Wed Jan 20 03:49:31 PST 2016

On Wed, Jan 20, 2016 at 03:07:53PM +0900, AKASHI Takahiro wrote:
> On 01/20/2016 11:49 AM, Dave Young wrote:
> >On 01/19/16 at 02:01pm, Mark Rutland wrote:
> >>On Tue, Jan 19, 2016 at 09:45:53PM +0800, Dave Young wrote:
> >>>On 01/19/16 at 12:51pm, Mark Rutland wrote:
> >>>>On Tue, Jan 19, 2016 at 08:28:48PM +0800, Dave Young wrote:
> >>>>>On 01/19/16 at 02:35pm, AKASHI Takahiro wrote:
> >>>>>>On 01/19/2016 10:43 AM, Dave Young wrote:
> >>>>>>>X86 takes another way in latest kexec-tools and kexec_file_load, that is
> >>>>>>>recreating E820 table and pass it to kexec/kdump kernel, if the entries
> >>>>>>>are over E820 limitation then turn to use setup_data list for remain
> >>>>>>>entries.
> >>>>>>
> >>>>>>Thanks. I will visit x86 code again.
> >>>>>>
> >>>>>>>I think it is X86 specific. Personally I think device tree property is
> >>>>>>>better.
> >>>>>>
> >>>>>>Do you think so?
> >>>>>
> >>>>>I'm not sure it is the best way. For X86 we run into problem with
> >>>>>memmap= design, one example is pci domain X (X>1) need the pci memory
> >>>>>ranges being passed to kdump kernel.
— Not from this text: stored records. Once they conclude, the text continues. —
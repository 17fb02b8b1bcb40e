// SPDX-License-Identifier: GPL-3.0-only
// Copyright (C) 2025 Brian Hetro <whee@smaertness.net>

//! Markdown assembly for message archives.
//!
//! Each message becomes one block of HTML-flavoured Markdown:
//!
//! ```text
//! {heading}<div class=entry><span class={class}>{sender}</span> <span class=namedash>&ndash;</span> {text}&ensp;<span class=datesmall>{date}</span>
//! </div>
//!
//! ```
//!
//! Blocks are written in input order with no merging or reordering. The
//! heading is empty unless the message starts a new day.
//!
//! # Example
//!
//! ```
//! use dm2epub::renderer::render_archive;
//! use dm2epub::style::StyleMap;
//!
//! let styles = StyleMap::from_config("alice:sender2").unwrap();
//! let markdown = render_archive("2019-05-08T08:27:07.472Z\talice\tHi!\n", &styles).unwrap();
//!
//! assert!(markdown.starts_with("## 2019 - May\n\n### Wed 08 May 2019\n\n"));
//! assert!(markdown.contains("<span class=sender2>alice</span>"));
//! assert!(markdown.contains("Hi!&ensp;<span class=datesmall>Wed&nbsp;08&nbsp;May&nbsp;2019&nbsp;08:27</span>"));
//! ```

use crate::date::{self, Timestamp};
use crate::heading::HeadingGrouper;
use crate::parser::{LineParser, Record};
use crate::style::StyleMap;
use crate::text;
use snafu::prelude::*;
use std::fmt::Write;

/// Error type for document rendering failures.
#[derive(Debug, Snafu)]
pub enum RenderError {
    /// A well-formed line carried a timestamp that could not be parsed.
    #[snafu(display("line {line}: {source}"))]
    Timestamp {
        /// 1-based line number in the archive.
        line: usize,
        /// The underlying timestamp error.
        source: date::ParseError,
    },
}

/// Builds the Markdown document one record at a time.
///
/// The assembler owns the per-run parsing and heading state, so independent
/// runs never interfere.
#[derive(Debug)]
pub struct DocumentAssembler<'a> {
    styles: &'a StyleMap,
    parser: LineParser,
    headings: HeadingGrouper,
    out: String,
    blocks: usize,
}

impl<'a> DocumentAssembler<'a> {
    /// Creates an empty document using `styles` for sender classes.
    #[must_use]
    pub fn new(styles: &'a StyleMap) -> Self {
        Self {
            styles,
            parser: LineParser::new(),
            headings: HeadingGrouper::new(),
            out: String::new(),
            blocks: 0,
        }
    }

    /// Parses one archive line and appends its block.
    ///
    /// # Errors
    ///
    /// Returns an error if a well-formed line has an invalid timestamp.
    pub fn push_line(&mut self, line: &str) -> Result<(), RenderError> {
        let record = self.parser.parse_line(line);
        self.push_record(&record)
    }

    /// Appends the block for an already parsed record.
    ///
    /// # Errors
    ///
    /// Returns an error if the record's timestamp cannot be parsed.
    pub fn push_record(&mut self, record: &Record) -> Result<(), RenderError> {
        let timestamp = record
            .timestamp
            .as_deref()
            .map(Timestamp::parse)
            .transpose()
            .context(TimestampSnafu { line: record.line })?;

        let heading = timestamp
            .as_ref()
            .map(|ts| self.headings.heading_for(ts))
            .unwrap_or_default();

        write!(
            self.out,
            "{heading}<div class=entry>{}{}",
            sender_markup(&record.sender, self.styles.class_for(&record.sender)),
            text::sanitize(&record.text)
        )
        .unwrap();
        if let Some(ts) = &timestamp {
            write!(self.out, "&ensp;{}", date_markup(ts)).unwrap();
        }
        self.out.push_str("\n</div>\n\n");
        self.blocks += 1;

        Ok(())
    }

    /// Number of blocks written so far.
    #[must_use]
    pub const fn len(&self) -> usize {
        self.blocks
    }

    /// Returns `true` if no block has been written.
    #[must_use]
    pub const fn is_empty(&self) -> bool {
        self.blocks == 0
    }

    /// Consumes the assembler and returns the finished document.
    #[must_use]
    pub fn finish(self) -> String {
        self.out
    }
}

/// Renders a complete archive as Markdown.
///
/// This is the main entry point for conversion.
///
/// # Errors
///
/// Returns an error if a well-formed line has an invalid timestamp.
/// Malformed lines are not errors; they become fallback blocks.
pub fn render_archive(input: &str, styles: &StyleMap) -> Result<String, RenderError> {
    let mut doc = DocumentAssembler::new(styles);
    for line in input.lines() {
        doc.push_line(line)?;
    }
    Ok(doc.finish())
}

fn sender_markup(name: &str, class: &str) -> String {
    format!("<span class={class}>{name}</span> <span class=namedash>&ndash;</span> ")
}

/// Date span with non-breaking spaces.
fn date_markup(ts: &Timestamp) -> String {
    format!(
        "<span class=datesmall>{}</span>",
        ts.display().replace(' ', "&nbsp;")
    )
}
When we passed reserved ranges in /proc/iomem
> >>>>>to 2nd kernel we find that cmdline[] array is not big enough.
> >>>>
> >>>>I'm not sure how PCI ranges relate to the memory map used for normal
> >>>>memory (i.e. RAM), though I'm probably missing some caveat with the way
> >>>>ACPI and UEFI describe PCI. Why does memmap= affect PCI memory?
> >>>
> >>>Here is the old patch which was rejected in kexec-tools:
> >>>http://lists.infradead.org/pipermail/kexec/2013-February/007924.html
> >>>
> >>>>
> >>>>If the kernel got the rest of its system topology from DT, the PCI
> >>>>regions would be described there.
> >>>
> >>>Yes, if kdump kernel use same DT as 1st kernel.
> >>
> >>Other than for testing purposes, I don't see why you'd pass the kdump
> >>kernel a DTB inconsistent with that the 1st kernel was passsed (other
> >>than some proerties under /chosen).
> >>
> >>We added /sys/firmware/fdt specifically to allow the kexec tools to get
> >>the exact DTB the first kernel used. There's no reason for tools to have
> >>to make something up.
> >
> >Agreed, but kexec-tools has an option to pass in any dtb files. Who knows
> >how one will use it unless dropping the option and use /sys/firmware/fdt
> >unconditionally.
> 
> As a matter of fact, specifying proper command line parameters as well as
> dtb is partly users' responsibility for kdump to work correctly.
> (especially for BE kernel)
> 
> >If we choose to implement kexec_file_load only in kernel, the interfaces
> >provided are kernel, initrd and cmdline. We can always use same dtb.
> 
> I would say that we can always use the same dtb even with kexec_load
> from user's perspective. Right?

No.

This breaks using kexec for boot-loader purposes, and imposes a policy.

For better or worse kexec_file_load has always imposed a constrained
Linux-only policy, so that's a different story.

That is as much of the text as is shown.